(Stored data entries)
########################################

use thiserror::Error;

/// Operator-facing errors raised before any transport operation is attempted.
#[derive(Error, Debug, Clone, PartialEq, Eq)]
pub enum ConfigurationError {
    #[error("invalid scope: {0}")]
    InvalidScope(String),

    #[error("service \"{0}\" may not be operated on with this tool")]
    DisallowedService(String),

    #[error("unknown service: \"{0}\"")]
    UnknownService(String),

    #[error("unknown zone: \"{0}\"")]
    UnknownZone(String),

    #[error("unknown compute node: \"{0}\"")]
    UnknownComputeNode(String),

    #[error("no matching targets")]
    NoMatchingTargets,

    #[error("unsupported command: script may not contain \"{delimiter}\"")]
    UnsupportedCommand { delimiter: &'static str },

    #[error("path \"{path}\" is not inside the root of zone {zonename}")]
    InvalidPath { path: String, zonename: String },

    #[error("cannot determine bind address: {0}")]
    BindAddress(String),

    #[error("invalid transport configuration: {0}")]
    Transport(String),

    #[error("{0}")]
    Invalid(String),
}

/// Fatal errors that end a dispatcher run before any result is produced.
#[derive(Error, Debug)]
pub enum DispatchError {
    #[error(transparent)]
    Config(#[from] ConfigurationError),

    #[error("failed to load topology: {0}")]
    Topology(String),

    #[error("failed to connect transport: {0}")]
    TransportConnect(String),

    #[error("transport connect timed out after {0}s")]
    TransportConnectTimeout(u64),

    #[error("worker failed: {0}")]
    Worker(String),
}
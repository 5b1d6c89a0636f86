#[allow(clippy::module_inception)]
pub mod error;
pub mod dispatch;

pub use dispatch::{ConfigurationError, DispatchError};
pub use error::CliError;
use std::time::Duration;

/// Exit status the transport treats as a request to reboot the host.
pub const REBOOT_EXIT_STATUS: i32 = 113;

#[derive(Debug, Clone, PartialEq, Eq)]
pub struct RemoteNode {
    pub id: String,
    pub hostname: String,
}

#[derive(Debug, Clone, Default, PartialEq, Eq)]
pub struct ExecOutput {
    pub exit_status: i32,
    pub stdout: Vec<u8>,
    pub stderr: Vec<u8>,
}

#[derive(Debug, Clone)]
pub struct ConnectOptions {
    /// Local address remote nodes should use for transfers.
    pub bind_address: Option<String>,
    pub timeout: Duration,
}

########################################

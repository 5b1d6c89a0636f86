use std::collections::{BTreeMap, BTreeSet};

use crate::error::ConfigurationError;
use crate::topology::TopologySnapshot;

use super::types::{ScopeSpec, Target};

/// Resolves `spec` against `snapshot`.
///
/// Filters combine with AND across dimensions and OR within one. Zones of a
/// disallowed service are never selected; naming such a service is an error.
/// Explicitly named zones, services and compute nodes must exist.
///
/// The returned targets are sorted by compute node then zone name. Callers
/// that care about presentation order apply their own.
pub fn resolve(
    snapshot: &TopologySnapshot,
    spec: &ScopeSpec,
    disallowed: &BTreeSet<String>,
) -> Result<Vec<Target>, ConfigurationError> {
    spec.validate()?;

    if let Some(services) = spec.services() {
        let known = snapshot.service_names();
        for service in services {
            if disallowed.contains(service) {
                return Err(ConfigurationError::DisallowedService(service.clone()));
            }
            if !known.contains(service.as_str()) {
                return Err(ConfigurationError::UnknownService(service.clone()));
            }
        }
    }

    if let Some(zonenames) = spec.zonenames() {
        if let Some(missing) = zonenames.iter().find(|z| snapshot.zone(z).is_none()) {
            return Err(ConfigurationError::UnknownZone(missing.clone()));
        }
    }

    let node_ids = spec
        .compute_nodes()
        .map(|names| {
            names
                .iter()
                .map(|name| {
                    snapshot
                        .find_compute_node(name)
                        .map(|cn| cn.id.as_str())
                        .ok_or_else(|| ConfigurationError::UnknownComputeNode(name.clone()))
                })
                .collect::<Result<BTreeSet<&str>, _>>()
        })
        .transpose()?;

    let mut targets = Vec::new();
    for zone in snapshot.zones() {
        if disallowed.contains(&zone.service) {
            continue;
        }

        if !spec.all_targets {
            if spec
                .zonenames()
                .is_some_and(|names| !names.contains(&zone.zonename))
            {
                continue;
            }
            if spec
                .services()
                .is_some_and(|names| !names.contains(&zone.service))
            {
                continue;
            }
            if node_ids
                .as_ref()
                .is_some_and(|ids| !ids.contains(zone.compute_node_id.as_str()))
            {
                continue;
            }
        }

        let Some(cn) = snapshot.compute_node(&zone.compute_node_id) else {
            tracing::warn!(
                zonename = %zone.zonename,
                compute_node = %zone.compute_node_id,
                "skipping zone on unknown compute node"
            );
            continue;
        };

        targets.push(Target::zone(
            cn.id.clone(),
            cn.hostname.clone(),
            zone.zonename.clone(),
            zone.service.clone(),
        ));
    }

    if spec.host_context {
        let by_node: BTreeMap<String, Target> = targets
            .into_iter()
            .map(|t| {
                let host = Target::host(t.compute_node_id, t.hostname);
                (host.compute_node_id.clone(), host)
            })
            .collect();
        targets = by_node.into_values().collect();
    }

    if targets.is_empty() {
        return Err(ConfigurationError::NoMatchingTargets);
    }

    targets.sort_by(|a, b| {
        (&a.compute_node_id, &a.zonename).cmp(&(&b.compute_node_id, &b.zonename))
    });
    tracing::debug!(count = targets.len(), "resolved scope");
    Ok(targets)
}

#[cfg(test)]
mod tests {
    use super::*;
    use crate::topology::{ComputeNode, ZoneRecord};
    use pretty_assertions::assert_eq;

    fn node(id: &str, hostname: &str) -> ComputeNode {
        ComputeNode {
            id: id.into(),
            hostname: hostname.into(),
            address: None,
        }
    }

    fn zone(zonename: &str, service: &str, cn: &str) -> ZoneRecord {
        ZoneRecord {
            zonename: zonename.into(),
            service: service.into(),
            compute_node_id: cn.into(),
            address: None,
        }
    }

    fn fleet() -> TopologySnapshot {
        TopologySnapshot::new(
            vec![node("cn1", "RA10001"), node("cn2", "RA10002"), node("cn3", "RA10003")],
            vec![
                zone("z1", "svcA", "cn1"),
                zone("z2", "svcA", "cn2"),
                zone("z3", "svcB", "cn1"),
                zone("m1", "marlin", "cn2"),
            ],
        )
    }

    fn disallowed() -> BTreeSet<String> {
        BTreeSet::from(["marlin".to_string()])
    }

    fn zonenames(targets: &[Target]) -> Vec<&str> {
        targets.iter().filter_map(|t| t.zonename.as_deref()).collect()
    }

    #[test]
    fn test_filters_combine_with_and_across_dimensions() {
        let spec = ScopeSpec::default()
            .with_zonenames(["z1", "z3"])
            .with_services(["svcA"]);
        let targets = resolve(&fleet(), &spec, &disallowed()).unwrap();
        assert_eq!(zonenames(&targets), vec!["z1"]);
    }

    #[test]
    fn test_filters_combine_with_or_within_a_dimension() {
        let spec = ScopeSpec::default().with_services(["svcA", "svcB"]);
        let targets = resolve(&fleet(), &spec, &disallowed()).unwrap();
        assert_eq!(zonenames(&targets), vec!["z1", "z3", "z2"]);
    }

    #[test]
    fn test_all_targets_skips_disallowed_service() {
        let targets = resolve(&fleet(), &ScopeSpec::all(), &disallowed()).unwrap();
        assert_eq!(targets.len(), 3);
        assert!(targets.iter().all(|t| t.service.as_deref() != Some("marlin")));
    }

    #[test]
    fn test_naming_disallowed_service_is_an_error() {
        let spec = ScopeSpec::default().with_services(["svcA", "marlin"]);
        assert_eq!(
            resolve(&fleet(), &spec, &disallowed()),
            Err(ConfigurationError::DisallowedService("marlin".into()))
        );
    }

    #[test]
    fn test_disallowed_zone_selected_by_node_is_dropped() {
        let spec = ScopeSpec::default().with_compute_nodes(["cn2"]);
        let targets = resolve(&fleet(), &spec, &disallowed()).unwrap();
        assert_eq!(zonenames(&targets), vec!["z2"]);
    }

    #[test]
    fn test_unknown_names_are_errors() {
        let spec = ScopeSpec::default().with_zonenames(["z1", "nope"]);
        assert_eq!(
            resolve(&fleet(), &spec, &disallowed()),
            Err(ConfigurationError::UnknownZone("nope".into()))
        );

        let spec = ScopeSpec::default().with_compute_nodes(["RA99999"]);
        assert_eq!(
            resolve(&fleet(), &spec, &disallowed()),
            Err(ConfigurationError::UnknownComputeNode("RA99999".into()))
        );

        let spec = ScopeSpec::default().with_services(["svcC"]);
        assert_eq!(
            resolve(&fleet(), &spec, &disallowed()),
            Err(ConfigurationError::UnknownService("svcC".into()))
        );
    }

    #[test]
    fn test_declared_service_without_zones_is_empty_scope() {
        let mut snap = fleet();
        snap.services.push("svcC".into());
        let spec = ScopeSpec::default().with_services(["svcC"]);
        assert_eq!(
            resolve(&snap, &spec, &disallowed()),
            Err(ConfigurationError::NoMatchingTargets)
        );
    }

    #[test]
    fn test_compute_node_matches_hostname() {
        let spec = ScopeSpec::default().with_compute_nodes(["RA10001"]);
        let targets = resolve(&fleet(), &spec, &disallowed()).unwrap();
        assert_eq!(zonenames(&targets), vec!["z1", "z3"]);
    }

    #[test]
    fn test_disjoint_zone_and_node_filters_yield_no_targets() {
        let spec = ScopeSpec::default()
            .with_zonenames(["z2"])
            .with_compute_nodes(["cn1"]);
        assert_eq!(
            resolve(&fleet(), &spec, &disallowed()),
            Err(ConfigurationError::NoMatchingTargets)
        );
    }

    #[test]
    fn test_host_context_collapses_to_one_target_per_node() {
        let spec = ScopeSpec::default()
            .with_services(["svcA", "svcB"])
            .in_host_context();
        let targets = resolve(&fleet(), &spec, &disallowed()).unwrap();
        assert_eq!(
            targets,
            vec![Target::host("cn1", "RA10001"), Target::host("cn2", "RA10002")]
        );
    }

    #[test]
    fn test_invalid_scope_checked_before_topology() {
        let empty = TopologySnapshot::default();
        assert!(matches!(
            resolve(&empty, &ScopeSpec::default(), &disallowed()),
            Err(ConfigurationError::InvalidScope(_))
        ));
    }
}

########################################

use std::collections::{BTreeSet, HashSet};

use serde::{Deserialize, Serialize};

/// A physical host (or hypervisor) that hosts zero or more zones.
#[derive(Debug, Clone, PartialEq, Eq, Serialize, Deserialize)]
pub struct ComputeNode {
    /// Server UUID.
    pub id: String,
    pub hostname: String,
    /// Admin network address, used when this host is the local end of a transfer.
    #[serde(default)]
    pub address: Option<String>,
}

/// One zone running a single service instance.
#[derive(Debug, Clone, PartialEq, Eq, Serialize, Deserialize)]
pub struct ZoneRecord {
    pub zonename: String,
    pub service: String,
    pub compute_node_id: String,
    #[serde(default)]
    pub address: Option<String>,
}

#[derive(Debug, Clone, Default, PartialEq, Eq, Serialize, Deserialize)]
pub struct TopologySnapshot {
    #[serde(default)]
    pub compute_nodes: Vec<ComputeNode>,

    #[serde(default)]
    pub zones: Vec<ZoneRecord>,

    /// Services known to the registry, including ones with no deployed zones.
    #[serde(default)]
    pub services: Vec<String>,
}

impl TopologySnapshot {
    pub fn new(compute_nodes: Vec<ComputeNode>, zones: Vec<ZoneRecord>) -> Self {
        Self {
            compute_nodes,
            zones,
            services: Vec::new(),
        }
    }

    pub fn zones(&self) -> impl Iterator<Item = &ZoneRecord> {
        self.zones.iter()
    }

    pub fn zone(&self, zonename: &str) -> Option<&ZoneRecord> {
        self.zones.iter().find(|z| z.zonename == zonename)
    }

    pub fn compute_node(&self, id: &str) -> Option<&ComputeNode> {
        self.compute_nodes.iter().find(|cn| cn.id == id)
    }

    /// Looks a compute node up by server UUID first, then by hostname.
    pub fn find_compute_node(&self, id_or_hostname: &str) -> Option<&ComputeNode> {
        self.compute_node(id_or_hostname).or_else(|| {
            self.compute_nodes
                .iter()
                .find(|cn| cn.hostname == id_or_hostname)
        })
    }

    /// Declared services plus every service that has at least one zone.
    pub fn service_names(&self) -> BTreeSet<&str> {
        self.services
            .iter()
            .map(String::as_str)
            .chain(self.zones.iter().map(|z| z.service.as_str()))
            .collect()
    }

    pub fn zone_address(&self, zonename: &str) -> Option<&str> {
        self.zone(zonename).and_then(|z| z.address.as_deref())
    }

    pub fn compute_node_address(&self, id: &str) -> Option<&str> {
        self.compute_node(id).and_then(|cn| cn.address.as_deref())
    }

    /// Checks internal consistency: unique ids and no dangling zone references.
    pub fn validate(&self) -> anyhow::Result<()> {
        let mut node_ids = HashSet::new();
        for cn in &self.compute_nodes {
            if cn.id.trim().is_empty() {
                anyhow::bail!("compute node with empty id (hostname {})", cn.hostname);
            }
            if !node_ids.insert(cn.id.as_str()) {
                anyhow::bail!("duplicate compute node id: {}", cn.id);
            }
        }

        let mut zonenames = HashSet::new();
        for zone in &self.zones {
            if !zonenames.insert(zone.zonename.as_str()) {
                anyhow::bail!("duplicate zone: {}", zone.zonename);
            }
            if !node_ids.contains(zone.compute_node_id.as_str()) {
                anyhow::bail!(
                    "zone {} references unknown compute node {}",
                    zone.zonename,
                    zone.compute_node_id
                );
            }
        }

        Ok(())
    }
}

########################################

* [EXERCISE DETAILS] Check each line above for the string "struct" and copy those that have it.

* [TASK SOLUTION]
pub struct RemoteNode {
pub struct ExecOutput {
pub struct ConnectOptions {
pub struct ComputeNode {
pub struct ZoneRecord {
pub struct TopologySnapshot {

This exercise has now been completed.